EZB äussert sich positiv zu Unternehmensbond-Kaufplan

Die Europäische Zentralbank wertet ihr Kaufprogramm für Unternehmensanleihen als Erfolg. Sie kaufte unter anderem Glencore-Bonds und Schulditel, die als Ramsch eingestuft sind.
07.08.2016 14:10
Die EZB kaufte unter anderem Bonds der schweizerisch-britischen Bergbaufirma Glencore.
Die EZB kaufte unter anderem Bonds der schweizerisch-britischen Bergbaufirma Glencore.
Bild: cash

Erste Daten bestätigen die Erwartung, dass die Käufe von Unternehmensbonds positive Auswirkungen auf die Unternehmensfinanzierung haben, sagt die Europäische Zentralbank.

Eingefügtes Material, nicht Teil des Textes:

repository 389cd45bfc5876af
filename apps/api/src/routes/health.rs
use axum::Json;
use serde_json::{json, Value};

/// GET /health
/// Returns a simple status object with service version.
pub async fn health_handler() -> Json<Value> {
    Json(json!({
        "status": "ok",
        "version": env!("CARGO_PKG_VERSION"),
        "service": "resume-api"
    }))
}
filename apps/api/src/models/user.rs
use serde::{Deserialize, Serialize};
use sqlx::FromRow;

use crate::schema::merge::{Merge, PartialBasics, PartialPicture, PartialResumeData};
use crate::schema::ResumeData;

/// Identity fields copied onto every resume a user creates. Read from `users`.
#[derive(Debug, Clone, PartialEq, Eq, Serialize, Deserialize, FromRow)]
pub struct UserProfile {
    pub name: String,
    pub email: String,
    pub picture: Option<String>,
}

impl UserProfile {
    /// Basics overlay carrying name, email and picture URL.
    pub fn basics_overlay(&self) -> PartialBasics {
        PartialBasics {
            name: Some(self.name.clone()),
            email: Some(self.email.clone()),
            picture: Some(PartialPicture {
                url: Some(self.picture.clone().unwrap_or_default()),
                ..Default::default()
            }),
            ..Default::default()
        }
    }

    /// Copies the identity fields onto `data`. Identity comes from the user
    /// store and is kept as stored, so the result is not re-validated.
    pub fn apply_to(&self, data: &ResumeData) -> ResumeData {
        data.merge(&PartialResumeData {
            basics: Some(self.basics_overlay()),
            ..Default::default()
        })
    }
}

Die Emissionen von neuen Papieren haben angezogen und die Renditen sind gefallen, sagte die in Frankfurt beheimatete Institution in einem am Mittwoch veröffentlichten Artikel ihres Wirtschaftsberichts. Die wesentlichen Ergebnisse der Studie sind in den nachfolgenden Grafiken zusammengefasst.

Die EZB begann mit den Käufen am 8. Juni und jüngste Daten zeigen, dass sie bis zum 29. Juli für 13,2 Mrd. Euro von Unternehmen im Euroraum begebene Anleihen der Kategorie Investment Grade gekauft hat.

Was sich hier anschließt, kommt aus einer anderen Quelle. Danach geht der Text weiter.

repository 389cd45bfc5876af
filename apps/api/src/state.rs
use std::sync::Arc;

use crate::enrichment::ProfileEnricher;
use crate::resume::service::ResumeService;

/// Shared application state injected into all route handlers via Axum extractors.
#[derive(Clone)]
pub struct AppState {
    pub resumes: Arc<ResumeService>,
    /// Disabled unless an enrichment endpoint is configured.
    pub enricher: Arc<dyn ProfileEnricher>,
}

Die Käufe seien gut diversifiziert nach Ratings, Sektoren, Ländern und Emittenten, erklärte die EZB. Konsumgüter-Unternehmen profitierten in den ersten Wochen des Programms am stärksten, sie spiegeln auch wieder, was die Konjunkturerholung in der Region anschiebt.

EZB kauft Glencore-Bonds

Die Notenbank erwarb unter anderem Papiere des Lebensmittelherstellers Danone, des Bergbaukonzerns Glencore und der Versicherungsgesellschaft Mapfre sowie von Unternehmen wie Lufthansa und Telecom Italia, deren Bonds von mindestens einer Ratingagentur mit Junk eingestuft werden.

Bonds kommen für das Programm in Frage, wenn sie mindestens ein Investment-Grade-Rating haben. Die EZB muss nicht verkaufen, wenn sie herabgestuft werden. Die Ratings der bisher erworbenenen Bonds bewegten sich zwischen ’AA’ und ’BBB-’, die Mehrheit hatte ein Rating von ’BBB+’, was die Verteilung am Markt widerspiegelt.

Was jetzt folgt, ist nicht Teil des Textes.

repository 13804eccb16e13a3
//! tally-runtime: executes a keyed window aggregation over a partitioned source.
//!
//! One reader task per partition parses records, extracts event time and
//! routes each event to the worker owning its key. Watermarks and checkpoint
//! barriers travel in-band behind the events they cover. Workers hold the
//! window state; a single sink task receives finalized results. The
//! [`CheckpointCoordinator`] snapshots offsets, watermarks and open
//! accumulators on a timer, and [`Job`] restarts the whole pipeline from the
//! latest checkpoint on failure.
//!
//! ```no_run
//! use tally_io::{FileSink, JsonEventParser, MemorySource};
//! use tally_ops::Count;
//! use tally_runtime::{Job, JobConfig};
//! use tally_state::InMemoryCheckpointStore;
//!
//! # async fn demo() -> tally_core::Result<()> {
//! let source = MemorySource::from_json(vec![vec![serde_json::json!({"terminal": "pc", "ts": 100})]]);
//! let job = Job::builder(JobConfig::new(2_000, 1), Count)
//!     .source(source)
//!     .parser(JsonEventParser::new("terminal", "ts"))
//!     .sink(FileSink::stdout())
//!     .checkpoint_store(InMemoryCheckpointStore::default())
//!     .build()?;
//! let summary = job.run().await?;
//! println!("finished after {} restarts", summary.restarts);
//! # Ok(())
//! # }
//! ```

pub mod config;
pub mod coordinator;
pub mod job;
mod pipeline;
pub mod route;

pub use config::{JobConfig, RestartStrategy};
pub use coordinator::CheckpointCoordinator;
pub use job::{Job, JobBuilder, RunSummary};
pub use route::{key_hash, route};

Die Renditen der erworbenen Anleihen lagen zwischen etwa minus 0,3 Prozent, knapp über dem EZB-Einlagensatz von minus 0,4 Prozent, bis über 3 Prozent. Etwas mehr als 20 Prozent der Käufe erfolgten zu einer negativen Rendite, wie aus dem Artikel hervorgeht.

Keine Ausweitung wegen Brexit

Die EZB erklärte, dass die Auswirkung des Programms unmittelbar nach seiner Vorstellung am 10. März erheblich gewesen sei. Eine Ausweitung der Spreads nach dem britischen Brexit-Votum wurde rasch revidiert.

In den zwei Wochen nach der Ankündigung sanken die Unternehmensanleihe-Spreads nicht nur für die Papiere, die die EZB kaufen würde, sondern auch für nicht in Frage kommende Papiere wie von Banken begebene Bonds oder Bonds mit einem Rating unterhalb Investment Grade.

Während die Emissionen zu Beginn des Jahres angesichts der erhöhten Unsicherheit an der Finanzmärkten gedämpft waren, erholten sie sich beträchtlich, nachdem das EZB-Programm angekündigt wurde, ist in der Studie zu lesen. Vorläufige Daten würden signalisieren, dass die Emissionen im zweiten Quartal 2016 deutlich über dem Durchschnitt der Vorjahre waren, heisst es weiter.